Дождика не было, но с посеченных осколками и пулями веток срывались капли, размазываясь по лицу, и казалось: кто-то умывает его, в сущности беспомощного, как ребёнка. Отбили немецкую атаку, и в живых остались двое — он и Овсепян. Если живым можно считать человека с оторванными ступнями, почти истекшего кровью — таким был Сурен, которому он обмотал культи своей гимнастёркой. Понимал: это не поможет Овсепяну Сурену. И понимал также: не может не делать этого, создающего видимость хоть какой-то помощи. А ему, Трофименко Ивану, и такой видимости не окажет никто. Впрочем, и его, Трофименко Ивана, живым уже затруднительно назвать, пусть и дышит и стонет.

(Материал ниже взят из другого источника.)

//! Fixed-step scheduler
//!
//! Turns a variable-rate frame source (requestAnimationFrame in a browser,
//! a timer loop natively) into simulation ticks at a fixed interval.

use crate::consts::{MAX_FRAME_DELTA_MS, TARGET_FPS};

/// Source of frame callbacks
pub trait FrameDriver {
    /// Ask for one more frame; returns a handle for cancellation
    fn request_frame(&mut self) -> u32;
    /// Cancel a previously requested frame
    fn cancel_frame(&mut self, handle: u32);
}

/// Driver that only hands out handles. The owner pumps frames itself
/// (headless runs, tests).
#[derive(Debug, Default)]
pub struct ManualDriver {
    next_handle: u32,
    pub pending: Option<u32>,
    pub cancelled: u32,
}

impl FrameDriver for ManualDriver {
    fn request_frame(&mut self) -> u32 {
        self.next_handle += 1;
        self.pending = Some(self.next_handle);
        self.next_handle
    }

    fn cancel_frame(&mut self, handle: u32) {
        if self.pending == Some(handle) {
            self.pending = None;
        }
        self.cancelled += 1;
    }
}

/// Accumulator-based fixed-step scheduler
#[derive(Debug)]
pub struct FixedStepScheduler<D: FrameDriver> {
    driver: D,
    interval_ms: f64,
    max_delta_ms: f64,
    running: bool,
    pending: Option<u32>,
    previous_frame: Option<f64>,
    accumulator: f64,
    /// Wall time since the last tick, reported as the tick delta
    since_tick: f64,
}

impl<D: FrameDriver> FixedStepScheduler<D> {
    pub fn new(driver: D) -> Self {
        Self::with_fps(driver, TARGET_FPS)
    }

    pub fn with_fps(driver: D, fps: f64) -> Self {
        Self {
            driver,
            interval_ms: 1000.0 / fps.max(1.0),
            max_delta_ms: MAX_FRAME_DELTA_MS,
            running: false,
            pending: None,
            previous_frame: None,
            accumulator: 0.0,
            since_tick: 0.0,
        }
    }

    pub fn interval_ms(&self) -> f64 {
        self.interval_ms
    }

    pub fn is_running(&self) -> bool {
        self.running
    }

    pub fn driver(&self) -> &D {
        &self.driver
    }

    pub fn driver_mut(&mut self) -> &mut D {
        &mut self.driver
    }

    /// Begin requesting frames. No-op while already running.
    pub fn start(&mut self) {
        if self.running {
            return;
        }
        self.running = true;
        self.clear_timing();
        self.pending = Some(self.driver.request_frame());
        log::debug!("Scheduler started ({:.2} ms interval)", self.interval_ms);
    }

    /// Cancel the pending frame and forget timing so the next start is clean
    pub fn stop(&mut self) {
        if let Some(handle) = self.pending.take() {
            self.driver.cancel_frame(handle);
        }
        if self.running {
            log::debug!("Scheduler stopped");
        }
        self.running = false;
        self.clear_timing();
    }

    fn clear_timing(&mut self) {
        self.previous_frame = None;
        self.accumulator = 0.0;
        self.since_tick = 0.0;
    }

    /// Handle one raw frame. Invokes `tick` at most once with the elapsed
    /// delta (ms, capped). Returns whether a tick ran.
    pub fn on_frame(&mut self, timestamp_ms: f64, mut tick: impl FnMut(f64)) -> bool {
        if !self.running {
            return false;
        }
        self.pending = None;

        let ticked = match self.previous_frame {
            None => {
                // First frame only primes timing
                self.previous_frame = Some(timestamp_ms);
                false
            }
            Some(previous) => {
                let elapsed = (timestamp_ms - previous).max(0.0);
                self.previous_frame = Some(timestamp_ms);
                self.accumulator += elapsed;
                self.since_tick += elapsed;

                if self.accumulator >= self.interval_ms {
                    tick(self.since_tick.min(self.max_delta_ms));
                    self.since_tick = 0.0;
                    // Carry the remainder, but never a whole extra interval
                    self.accumulator -= self.interval_ms;
                    if self.accumulator >= self.interval_ms {
                        self.accumulator %= self.interval_ms;
                    }
                    true
                } else {
                    false
                }
            }
        };

        self.pending = Some(self.driver.request_frame());
        ticked
    }
}
//! SQLite persistence.
//!
//! Both tables are replaced wholesale on every refresh. Each replace runs as
//! one transaction (drop, create, bulk insert) so a failed run never leaves a
//! half-written snapshot behind; the caller retries the whole ETL.

use anyhow::{Context, Result};
use chrono::{DateTime, Utc};
use rusqlite::{Connection, params};
use tracing::{debug, info};

use crate::config::{COVERAGE_PREFIX, Config};
use crate::transform::{CoverageRecord, RawTable};

/// Bookkeeping for the most recent refresh, kept in a single-row `etl_meta`
/// table and overwritten on every run.
#[derive(Debug, Clone, PartialEq)]
pub struct RefreshMeta {
    pub refreshed_at: DateTime<Utc>,
    pub source: String,
    pub raw_rows: usize,
    pub coverage_rows: usize,
}

pub struct Store {
    conn: Connection,
    raw_table: String,
    clean_table: String,
}

impl Store {
    /// Opens (creating if absent) the database file named by the config.
    pub fn open(config: &Config) -> Result<Self> {
        let conn = Connection::open(&config.db_path)
            .with_context(|| format!("opening database {}", config.db_path.display()))?;
        debug!(db = %config.db_path.display(), "Database opened");
        Ok(Self::with_connection(conn, config))
    }

    /// In-memory database, used by tests.
    pub fn open_in_memory(config: &Config) -> Result<Self> {
        Ok(Self::with_connection(Connection::open_in_memory()?, config))
    }

    fn with_connection(conn: Connection, config: &Config) -> Self {
        Self {
            conn,
            raw_table: config.raw_table.clone(),
            clean_table: config.clean_table.clone(),
        }
    }

    /// Replaces the raw wide table with the upstream snapshot, verbatim.
    ///
    /// Column names come straight from the CSV header. Affinity follows what
    /// the values hold: INTEGER for `Year`, REAL for coverage columns, TEXT
    /// otherwise. Empty cells land as NULL.
    pub fn replace_raw(&mut self, raw: &RawTable) -> Result<usize> {
        let columns: Vec<String> = raw
            .headers
            .iter()
            .map(|h| format!("{} {}", quote_ident(h), affinity(h)))
            .collect();
        let placeholders: Vec<String> =
            (1..=raw.headers.len()).map(|i| format!("?{i}")).collect();

        let tx = self.conn.transaction()?;
        tx.execute_batch(&format!(
            "DROP TABLE IF EXISTS {table};\n CREATE TABLE {table} ({});",
            columns.join(", "),
            table = quote_ident(&self.raw_table),
        ))?;
        {
            let mut insert = tx.prepare(&format!(
                "INSERT INTO {} VALUES ({})",
                quote_ident(&self.raw_table),
                placeholders.join(", "),
            ))?;
            for row in &raw.rows {
                insert.execute(rusqlite::params_from_iter(row.iter()))?;
            }
        }
        tx.commit().context("committing raw table snapshot")?;

        info!(table = %self.raw_table, rows = raw.rows.len(), "Raw table replaced");
        Ok(raw.rows.len())
    }

    /// Replaces the normalized table with the given records.
    ///
    /// The table carries PRIMARY KEY (country, antigen, year); a full replace
    /// means no upsert conflicts can arise.
    pub fn replace_coverage(&mut self, records: &[CoverageRecord]) -> Result<usize> {
        let tx = self.conn.transaction()?;
        tx.execute_batch(&format!(
            "DROP TABLE IF EXISTS {table};\n\
             CREATE TABLE {table} (\n\
                 country TEXT,\n\
                 antigen TEXT,\n\
                 year INTEGER,\n\
                 coverage_pct REAL,\n\
                 PRIMARY KEY (country, antigen, year)\n\
             );",
            table = quote_ident(&self.clean_table),
        ))?;
        {
            let mut insert = tx.prepare(&format!(
                "INSERT INTO {} (country, antigen, year, coverage_pct) VALUES (?1, ?2, ?3, ?4)",
                quote_ident(&self.clean_table),
            ))?;
            for r in records {
                insert.execute(params![r.country, r.antigen, r.year, r.coverage_pct])?;
            }
        }
        tx.commit().context("committing coverage snapshot")?;

        info!(table = %self.clean_table, rows = records.len(), "Coverage table replaced");
        Ok(records.len())
    }

    /// The (year, coverage_pct) series for one pair, ordered by year
    /// ascending. Empty means "no data", not an error.
    pub fn query_coverage(&self, country: &str, antigen: &str) -> Result<Vec<(i64, f64)>> {
        let mut stmt = self.conn.prepare(&format!(
            "SELECT year, coverage_pct FROM {} WHERE country = ?1 AND antigen = ?2 ORDER BY year",
            quote_ident(&self.clean_table),
        ))?;
        let rows = stmt
            .query_map(params![country, antigen], |row| {
                Ok((row.get(0)?, row.get(1)?))
            })?
            .collect::<rusqlite::Result<Vec<_>>>()?;
        Ok(rows)
    }

    /// Every (country, antigen) pair present in the normalized table.
    pub fn distinct_pairs(&self) -> Result<Vec<(String, String)>> {
        let mut stmt = self.conn.prepare(&format!(
            "SELECT DISTINCT country, antigen FROM {} ORDER BY country, antigen",
            quote_ident(&self.clean_table),
        ))?;
        let rows = stmt
            .query_map([], |row| Ok((row.get(0)?, row.get(1)?)))?
            .collect::<rusqlite::Result<Vec<_>>>()?;
        Ok(rows)
    }

    /// Overwrites the refresh bookkeeping row.
    pub fn record_refresh(&self, meta: &RefreshMeta) -> Result<()> {
        self.conn.execute_batch(
            "CREATE TABLE IF NOT EXISTS etl_meta (
                 id INTEGER PRIMARY KEY CHECK (id = 1),
                 refreshed_at TEXT NOT NULL,
                 source TEXT NOT NULL,
                 raw_rows INTEGER NOT NULL,
                 coverage_rows INTEGER NOT NULL
             );",
        )?;
        self.conn.execute(
            "INSERT OR REPLACE INTO etl_meta (id, refreshed_at, source, raw_rows, coverage_rows)
             VALUES (1, ?1, ?2, ?3, ?4)",
            params![
                meta.refreshed_at.to_rfc3339(),
                meta.source,
                meta.raw_rows as i64,
                meta.coverage_rows as i64,
            ],
        )?;
        Ok(())
    }

    /// Bookkeeping for the most recent refresh, if any run has completed.
    pub fn last_refresh(&self) -> Result<Option<RefreshMeta>> {
        let exists: bool = self.conn.query_row(
            "SELECT EXISTS (SELECT 1 FROM sqlite_master WHERE type = 'table' AND name = 'etl_meta')",
            [],
            |row| row.get(0),
        )?;
        if !exists {
            return Ok(None);
        }

        let mut stmt = self.conn.prepare(
            "SELECT refreshed_at, source, raw_rows, coverage_rows FROM etl_meta WHERE id = 1",
        )?;
        let mut rows = stmt.query([])?;
        let Some(row) = rows.next()? else {
            return Ok(None);
        };

        let refreshed_at: String = row.get(0)?;
        let refreshed_at = DateTime::parse_from_rfc3339(&refreshed_at)
            .context("etl_meta holds a malformed refreshed_at timestamp")?
            .with_timezone(&Utc);
        let raw_rows: i64 = row.get(2)?;
        let coverage_rows: i64 = row.get(3)?;

        Ok(Some(RefreshMeta {
            refreshed_at,
            source: row.get(1)?,
            raw_rows: raw_rows as usize,
            coverage_rows: coverage_rows as usize,
        }))
    }
}

/// SQLite identifier quoting; upstream column names are not under our control.
fn quote_ident(name: &str) -> String {
    format!("\"{}\"", name.replace('"', "\"\""))
}

fn affinity(column: &str) -> &'static str {
    if column == "Year" {
        "INTEGER"
    } else if column.starts_with(COVERAGE_PREFIX) {
        "REAL"
    } else {
        "TEXT"
    }
}

#[cfg(test)]
mod tests {
    use super::*;
    use crate::transform::transform;

    const SAMPLE: &str = "\
Entity,Code,Year,coverage__mcv1,coverage__dtp3
Angola,AGO,2019,51,57
Angola,AGO,2020,,55
France,FRA,2019,90.5,96
";

    fn store_with_sample() -> Store {
        let mut store = Store::open_in_memory(&Config::default()).unwrap();
        let (raw, records) = transform(SAMPLE.as_bytes()).unwrap();
        store.replace_raw(&raw).unwrap();
        store.replace_coverage(&records).unwrap();
        store
    }

    #[test]
    fn test_query_round_trip_ordered_by_year() {
        let store = store_with_sample();
        let series = store.query_coverage("Angola", "dtp3").unwrap();
        assert_eq!(series, vec![(2019, 57.0), (2020, 55.0)]);
    }

    #[test]
    fn test_absent_pair_is_empty_not_error() {
        let store = store_with_sample();
        let series = store.query_coverage("Atlantis", "mcv1").unwrap();
        assert!(series.is_empty());
    }

    #[test]
    fn test_replace_is_idempotent() {
        let mut store = Store::open_in_memory(&Config::default()).unwrap();
        let (raw, records) = transform(SAMPLE.as_bytes()).unwrap();

        store.replace_raw(&raw).unwrap();
        store.replace_coverage(&records).unwrap();
        let first = store.query_coverage("France", "mcv1").unwrap();

        store.replace_raw(&raw).unwrap();
        store.replace_coverage(&records).unwrap();
        let second = store.query_coverage("France", "mcv1").unwrap();

        assert_eq!(first, second);
        assert_eq!(first, vec![(2019, 90.5)]);
    }

    #[test]
    fn test_replace_discards_previous_snapshot() {
        let mut store = store_with_sample();
        store
            .replace_coverage(&[CoverageRecord {
                country: "Chad".into(),
                antigen: "bcg".into(),
                year: 2001,
                coverage_pct: 40.0,
            }])
            .unwrap();

        assert!(store.query_coverage("Angola", "dtp3").unwrap().is_empty());
        assert_eq!(store.query_coverage("Chad", "bcg").unwrap(), vec![(2001, 40.0)]);
    }

    #[test]
    fn test_distinct_pairs_sorted() {
        let store = store_with_sample();
        let pairs = store.distinct_pairs().unwrap();
        assert_eq!(
            pairs,
            vec![
                ("Angola".to_string(), "dtp3".to_string()),
                ("Angola".to_string(), "mcv1".to_string()),
                ("France".to_string(), "dtp3".to_string()),
                ("France".to_string(), "mcv1".to_string()),
            ]
        );
    }

    #[test]
    fn test_refresh_meta_round_trip() {
        let store = store_with_sample();
        assert!(store.last_refresh().unwrap().is_none());

        let meta = RefreshMeta {
            refreshed_at: Utc::now(),
            source: "fixture".into(),
            raw_rows: 3,
            coverage_rows: 5,
        };
        store.record_refresh(&meta).unwrap();

        let read = store.last_refresh().unwrap().unwrap();
        assert_eq!(read.source, "fixture");
        assert_eq!(read.raw_rows, 3);
        assert_eq!(read.coverage_rows, 5);
        assert_eq!(read.refreshed_at.timestamp(), meta.refreshed_at.timestamp());
    }
}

Да, это был последний бой. И хотя немцы отошли, нового боя не будет: они беспрепятственно взойдут на высотку. Они могли проделать это и сейчас, да не рискнули — считают, что еще есть кому обороняться. Нет, некому. Это конец.
Наверное, погибли и ребята, кто оборонял северную высоту, — стрельбы там не слыхать. И на южной высоте тихо-тихо, там боя вообще не было: если немцы туда сунулись, то прошли её без потерь и оказались у нас в тылу. Значит, мы окружены? Но все это уже не имеет значения: пограничники в общем-то задержали противника надолго, и стрелковый полк должен далеко уйти. Так что задачу свою они выполнили. И теперь умирают те, кто дотянул до последнего боя.
А может, где-то стреляют, где-то ещё сопротивляются его пограничники. Ведь он же плохо слышит, не всё засекает? Да не так уж и плохо, оклемался после контузии, вот даже собственный щенячий стон слышит. Нету стрельбы, нету…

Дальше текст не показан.